For the internet-savvy among you, you may recognize that I stole this meme from the great Ken “Popehat” White, who previously wrote “Hello! You’ve Been Referred Here Because You’re Wrong About The First Amendment.” Ken’s brilliant and you should read everything he writes. Not only that, but he also seems nice, and I’ve seen others riff off this meme, and so I am cautiously optimistic that he’ll let me do the same.
Without further ado, here is why you are wrong:
If you said something like “Web scraping is legal, reaffirms US Court”
This one has been so ubiquitous the last few months that it inspired me to write this post.
No court in the United States has ever said, without qualification or caveat, that “web scraping is legal.” The law related to web scraping is far too nuanced to make such a declarative statement. But there are no shortage of bloggers and journalists that seem intent to propagate this nonsense, for obvious clickbait purposes.
One US court, the Ninth Circuit specifically, recently said, “when a computer network generally permits public access to its data, a user’s accessing that publicly available data will not constitute access without authorization under the CFAA.” hiQ Labs II at 40. This is the legal opinion that journalists are mischaracterizing as “reaffirming that web scraping as legal.” Since that is very wrong, we’ll break it down bit by bit.
When you write that “web scraping is legal,” one might reasonably infer that there is an affirmative legal right to scrape public data in the United States. But the Ninth Circuit said something very different in this case. What they said was that one federal statute called the Computer Fraud and Abuse Act (the “CFAA”) does not apply to scraping of publicly available websites that are not protected by log-in or password access credentials (except when it does).
But since that sentence is a mouthful, many journalists paraphrased it as “web scraping is legal.” Which has led many to think that there is an affirmative right to scrape public data in the United States. That’s a very dangerous misreading of the Ninth Circuit’s opinion, but many online publications keep shouting it from the rooftops.
Don’t get me wrong: hiQ Labs II is a very important decision. It is a positive development for advocates of an open internet, of which I include myself.
But that does not mean that the many different types of web scraping that are so common today—including scraping of what most people would consider public data—are categorically legal. Just ask BrandTotal. Or Skiplagged. Or Booking Holdings. Or Octoparse. Or the Points Guy.

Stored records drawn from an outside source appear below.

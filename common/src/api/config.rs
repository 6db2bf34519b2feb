use std::time::Duration;

/// Name of the variable holding the RAG service base URL.
pub const API_URL_ENV: &str = "RAG_API_URL";

/// Per-request timeout unless configured otherwise.
pub const DEFAULT_TIMEOUT: Duration = Duration::from_secs(30);

/// Connection settings of the API client, injected once at start-up.
#[derive(Debug, Clone, PartialEq, Eq)]
pub struct ApiConfig {
    /// Base URL without a trailing slash. Empty means same-origin requests.
    base_url: String,
    pub timeout: Duration,
}

impl Default for ApiConfig {
    fn default() -> Self {
        Self {
            base_url: String::new(),
            timeout: DEFAULT_TIMEOUT,
        }
    }
}

impl ApiConfig {
    /// Builds a configuration from the raw value of [`API_URL_ENV`]. A missing or blank
    /// value selects same-origin requests.
    pub fn from_base_url(raw: Option<&str>) -> Self {
        let base_url = raw
            .map(str::trim)
            .unwrap_or_default()
            .trim_end_matches('/')
            .to_string();
        Self {
            base_url,
            ..Self::default()
        }
    }

    pub fn with_timeout(mut self, timeout: Duration) -> Self {
        self.timeout = timeout;
        self
    }

    pub fn base_url(&self) -> &str {
        &self.base_url
    }

    pub fn is_same_origin(&self) -> bool {
        self.base_url.is_empty()
    }

    /// Absolute (or origin-relative) URL of `path`, which must start with `/`.
    pub fn url(&self, path: &str) -> String {
        format!("{}{}", self.base_url, path)
    }
}
use console_common::api::ApiError;
use console_common::model::{IndexAck, UploadResponse};

use super::state::AdminTab;

pub enum Msg {
    SetTab(AdminTab),

    UpdateNewIndexName(String),
    CreateIndex,
    IndexCreated { name: String, result: Result<IndexAck, ApiError> },
    RequestDelete(String),
    CancelDelete,
    ConfirmDelete,
    IndexDeleted { name: String, result: Result<IndexAck, ApiError> },

    SelectUploadIndex(String),
    FileChosen(Option<web_sys::File>),
    FileRead {
        generation: u64,
        file_name: String,
        mime_type: String,
        result: Result<String, String>,
    },
    SelectContentColumn(String),
    SelectIdColumn(String),
    UpdateSource(String),
    TogglePreview,
    ToggleQuotedFields,
    Upload,
    Uploaded(Result<UploadResponse, ApiError>),
    ClearFile,
}
use std::rc::Rc;

use yew::prelude::*;

use crate::api::RagApiClient;

#[derive(Properties, PartialEq, Clone)]
pub struct RagInterfaceProps {
    /// Shared by every view that talks to the service.
    pub client: Rc<RagApiClient>,
}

Or, for that matter, hiQ Labs, who has effectively been run out of business by their ongoing litigation with LinkedIn, and who has been on the losing end of almost every key legal decision in their dispute with LinkedIn.
Whenever you hear someone say that “web scraping is legal,” remember this: 1) the hiQ Labs II opinion is a narrow holding about the CFAA, which gets narrower the deeper you dig; 2) hiQ Labs II is only governing law in one jurisdiction in the country, the Ninth Circuit; 3) there are lots of other laws that apply to web scraping, and hiQ Labs II, like its predecessor hiQ Labs I, did nothing to resolve those other legal issues; 4) at least for now, courts allow companies to invent property rights through a breach of contract claim in their ToS to kick people—including web scrapers—off their html-based lawn whenever they so choose; and 5) Indeed, LinkedIn won its summary judgment motion against hiQ Labs on its breach of contract claim, with the court finding that “LinkedIn’s User Agreement unambiguously prohibits scraping and the unauthorized use of scraped data.” Just this week, the parties settled this case, and hiQ Labs agreed to a permanent injunction that it would never again access LinkedIn data. That means the case that has been used to justify the notion that web scraping public data is legal has been permanently resolved, with the final resolution being the insolvency of the scraper and a permanent court-enforced injunction to never again scrape the data that was the subject-matter of the litigation.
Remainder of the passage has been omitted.